Certains morceaux s’écoutent, d’autres s’infiltrent. « Dream », le nouveau single de Milyam, appartient clairement à la seconde catégorie. Construit sur une cadence feutrée et un minimalisme haut de gamme, le titre s’impose comme une véritable leçon d’Art Rap atmosphérique, où chaque silence pèse autant que chaque mot.
Dès les premières secondes, on sent que Milyam ne cherche pas la facilité. La production, dense et texturée, plonge l’auditeur dans une exploration du subconscient, quelque part entre le vernis d’un pop alternatif calibré pour les radios et l’âme brute des scènes underground nocturnes. C’est précisément cet entre-deux qui fait la singularité de l’artiste : un pied dans l’accessible, l’autre dans l’obscurité assumée.
Sur le fond, « Dream » trouve sa force dans une écriture magnétique, qui navigue entre l’illusion nocturne et la dureté du réveil.
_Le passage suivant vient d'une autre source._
//! Nonce replay protection (RFC 2617 nonce-count tracking).

use crate::digest::models::UserNonce;
use anyhow::{Context, Result};
use rand::distributions::Alphanumeric;
use rand::Rng;
use sqlx::PgPool;
use uuid::Uuid;

const NONCE_LENGTH: usize = 40;

/// Outcome of a nonce validation. Callers surface rejections as a generic
/// authentication failure; the reason is for logging only, never the client.
#[derive(Debug, Clone, Copy, PartialEq, Eq)]
pub enum NonceOutcome {
    Accepted,
    Rejected(RejectReason),
}

#[derive(Debug, Clone, Copy, PartialEq, Eq)]
pub enum RejectReason {
    /// The nonce exists but was recorded for a different user.
    Unknown,
    /// The client replayed an equal-or-lower nonce-count, or reused a nonce
    /// that carries no count at all.
    StaleCount,
    /// The client supplied no count where one was recorded before, or vice
    /// versa. Default-reject policy.
    CountMismatch,
}

/// Decide whether a reuse of a known nonce is acceptable, given the stored and
/// client-supplied counts.
fn compare_counts(stored: Option<i64>, client: Option<i64>) -> Result<i64, RejectReason> {
    match (stored, client) {
        (Some(stored), Some(client)) if client <= stored => Err(RejectReason::StaleCount),
        (Some(_), Some(client)) => Ok(client),
        // Reuse of a countless nonce is a replay by definition.
        (None, None) => Err(RejectReason::StaleCount),
        (Some(_), None) | (None, Some(_)) => Err(RejectReason::CountMismatch),
    }
}

fn is_unique_violation(err: &sqlx::Error) -> bool {
    matches!(err, sqlx::Error::Database(db) if db.code().as_deref() == Some("23505"))
}

pub struct NonceGuard;

impl NonceGuard {
    /// Validates one digest-auth request against the nonce store, before any
    /// credential comparison happens.
    ///
    /// First sight of a nonce records it and accepts unconditionally. A known
    /// nonce is accepted only with a strictly higher count, which is then
    /// persisted along with `last_used_at`; rejected validations leave the row
    /// untouched. The row is read `FOR UPDATE` so concurrent validations of
    /// the same nonce serialize at the database.
    ///
    /// # Errors
    /// Returns an error if the storage layer fails; replay rejections are a
    /// normal [`NonceOutcome`], not an error.
    pub async fn validate(
        pool: &PgPool,
        user_id: Uuid,
        nonce: &str,
        client_count: Option<i64>,
    ) -> Result<NonceOutcome> {
        let mut tx = pool.begin().await?;

        let existing =
            sqlx::query_as::<_, UserNonce>("SELECT * FROM user_nonces WHERE nonce = $1 FOR UPDATE")
                .bind(nonce)
                .fetch_optional(&mut *tx)
                .await
                .context("Failed to fetch nonce")?;

        let Some(existing) = existing else {
            // Two first-sight validations of the same nonce can both pass the
            // FOR UPDATE select before either row exists; the loser trips the
            // primary key. That is a replay, not a storage failure.
            let inserted = sqlx::query(
                r"
                INSERT INTO user_nonces (nonce, user_id, count, last_used_at)
                VALUES ($1, $2, $3, NOW())
                ",
            )
            .bind(nonce)
            .bind(user_id)
            .bind(client_count)
            .execute(&mut *tx)
            .await;

            return match inserted {
                Ok(_) => {
                    tx.commit().await?;
                    Ok(NonceOutcome::Accepted)
                }
                Err(err) if is_unique_violation(&err) => {
                    Ok(NonceOutcome::Rejected(RejectReason::StaleCount))
                }
                Err(err) => Err(err).context("Failed to record nonce"),
            };
        };

        if existing.user_id != user_id {
            return Ok(NonceOutcome::Rejected(RejectReason::Unknown));
        }

        match compare_counts(existing.count, client_count) {
            Ok(count) => {
                sqlx::query(
                    "UPDATE user_nonces SET count = $1, last_used_at = NOW() WHERE nonce = $2",
                )
                .bind(count)
                .bind(nonce)
                .execute(&mut *tx)
                .await
                .context("Failed to update nonce count")?;
                tx.commit().await?;
                Ok(NonceOutcome::Accepted)
            }
            Err(reason) => Ok(NonceOutcome::Rejected(reason)),
        }
    }
}

/// Random alphanumeric nonce material for the handshake layer. Rows are only
/// created once a nonce is first validated, so issuing costs no storage.
#[must_use]
pub fn generate_nonce() -> String {
    rand::thread_rng()
        .sample_iter(&Alphanumeric)
        .take(NONCE_LENGTH)
        .map(char::from)
        .collect()
}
La voix, presque murmurée par endroits, ancre des paysages sonores très soignés dans une gravité émotionnelle indéniable, sans jamais perdre ce charme hypnotique qui semble être la signature de Milyam.
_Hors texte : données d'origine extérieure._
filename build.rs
fn main() {
    built::write_built_file().expect("Failed to acquire build-time information");
}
Derrière ce projet, une discipline esthétique rigoureuse : Milyam (à prononcer « mi-li-ame ») cultive une identité forte, à la croisée d’une écriture narrative exigeante et d’une mise en scène visuelle ample, presque cinématographique. Déjà saluée par la presse internationale comme une artiste visionnaire à la voix « captivante », elle confirme avec « Dream » un virage vers un Art Rap plus affirmé, plus sombre, et résolument personnel.